What you are asked to do:
Give again the lines of the data from its first line through the line with "use std::sync::Arc;". Change nothing.

*** Opening Records to process ***

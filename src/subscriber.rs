//! # Subscriber: dispatch loop over both streams.
//!
//! Wires one [`ReadCondition`] per stream into a [`WaitSet`], hands each a
//! handler that classifies the drained batch, and drives the wait set until
//! the receive budget is met or the run is cancelled.
//!
//! ```text
//! while tally < budget and not cancelled:
//!     waitset.wait_and_dispatch(1s)
//!         ├─ fortune condition ready ─► drain ─► per sample:
//!         │       Valid(text)  ─► tally.record(print text)
//!         │       State(s)     ─► tally.observe(print state)
//!         └─ frame condition ready ──► drain ─► per sample:
//!                 Valid(bytes) ─► tally.record(print decimal bytes)
//!                 State(s)     ─► tally.observe(print state)
//! ```
//!
//! The 1-second dispatch timeout bounds how long a shutdown request can go
//! unnoticed while both streams are silent. Formatting happens before the
//! tally lock is taken; only the increment and the actual output emission run
//! inside the critical section.

use std::sync::Arc;
use std::time::Duration;

use tokio_util::sync::CancellationToken;

use crate::broker::{Broker, Sample};
use crate::config::RunConfig;
use crate::dispatch::{ReadCondition, WaitSet};
use crate::error::BrokerError;
use crate::tally::SampleTally;
use crate::{FORTUNE_TOPIC, FRAME_TOPIC};

/// Upper bound on one blocked wait; keeps the termination predicate and the
/// cancellation flag checked at least this often.
pub const DEFAULT_DISPATCH_TIMEOUT: Duration = Duration::from_secs(1);

/// Receives both streams until the budget is met or the run is cancelled.
pub struct Subscriber {
    waitset: WaitSet,
    tally: Arc<SampleTally>,
    budget: u32,
    timeout: Duration,
}

impl Subscriber {
    /// Creates readers for both topics on `broker` and wires the handlers.
    pub fn new(broker: &Broker, cfg: &RunConfig) -> Result<Self, BrokerError> {
        let tally = Arc::new(SampleTally::new());
        let mut waitset = WaitSet::new();

        let fortune_reader = broker.reader::<String>(FORTUNE_TOPIC)?;
        let fortune_tally = Arc::clone(&tally);
        waitset.attach(ReadCondition::new(fortune_reader, move |batch| {
            for sample in batch {
                match sample {
                    Sample::Valid(fortune) => {
                        let line = format!("fortune: {fortune}");
                        fortune_tally.record(|| println!("{line}"));
                    }
                    Sample::State(state) => {
                        let line = format!("fortune stream: {state}");
                        fortune_tally.observe(|| println!("{line}"));
                    }
                }
            }
        }));

        let frame_reader = broker.reader::<Vec<u8>>(FRAME_TOPIC)?;
        let frame_tally = Arc::clone(&tally);
        waitset.attach(ReadCondition::new(frame_reader, move |batch| {
            for sample in batch {
                match sample {
                    Sample::Valid(bytes) => {
                        let line = format!("frame: {}", format_frame(&bytes));
                        frame_tally.record(|| println!("{line}"));
                    }
                    Sample::State(state) => {
                        let line = format!("frame stream: {state}");
                        frame_tally.observe(|| println!("{line}"));
                    }
                }
            }
        }));

        Ok(Self {
            waitset,
            tally,
            budget: cfg.sample_count,
            timeout: DEFAULT_DISPATCH_TIMEOUT,
        })
    }

    /// Overrides the dispatch timeout (tests use short ones).
    pub fn with_timeout(mut self, timeout: Duration) -> Self {
        self.timeout = timeout;
        self
    }

    /// Handle to the shared tally, usable while and after the loop runs.
    pub fn tally(&self) -> Arc<SampleTally> {
        Arc::clone(&self.tally)
    }

    /// Drives the dispatch loop to termination; returns the final valid-sample
    /// count.
    ///
    /// The predicate is re-evaluated between waits, so a timed-out wait is
    /// just another lap, and a cancellation is honored within one timeout.
    pub async fn run(mut self, token: CancellationToken) -> u64 {
        while self.tally.count() < u64::from(self.budget) && !token.is_cancelled() {
            self.waitset.wait_and_dispatch(self.timeout).await;
        }
        self.tally.count()
    }
}

/// Renders a byte frame as decimal values in source order.
///
/// The default byte formatting would print the values as opaque, so the demo
/// spells them out: `{0, 1, 2, ...}`.
pub fn format_frame(bytes: &[u8]) -> String {
    let values: Vec<String> = bytes.iter().map(u8::to_string).collect();
    format!("{{{}}}", values.join(", "))
}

*** Closing Records to process ***

Answer to this problem:
filename src/subscriber.rs
//! # Subscriber: dispatch loop over both streams.
//!
//! Wires one [`ReadCondition`] per stream into a [`WaitSet`], hands each a
//! handler that classifies the drained batch, and drives the wait set until
//! the receive budget is met or the run is cancelled.
//!
//! ```text
//! while tally < budget and not cancelled:
//!     waitset.wait_and_dispatch(1s)
//!         ├─ fortune condition ready ─► drain ─► per sample:
//!         │       Valid(text)  ─► tally.record(print text)
//!         │       State(s)     ─► tally.observe(print state)
//!         └─ frame condition ready ──► drain ─► per sample:
//!                 Valid(bytes) ─► tally.record(print decimal bytes)
//!                 State(s)     ─► tally.observe(print state)
//! ```
//!
//! The 1-second dispatch timeout bounds how long a shutdown request can go
//! unnoticed while both streams are silent. Formatting happens before the
//! tally lock is taken; only the increment and the actual output emission run
//! inside the critical section.

use std::sync::Arc;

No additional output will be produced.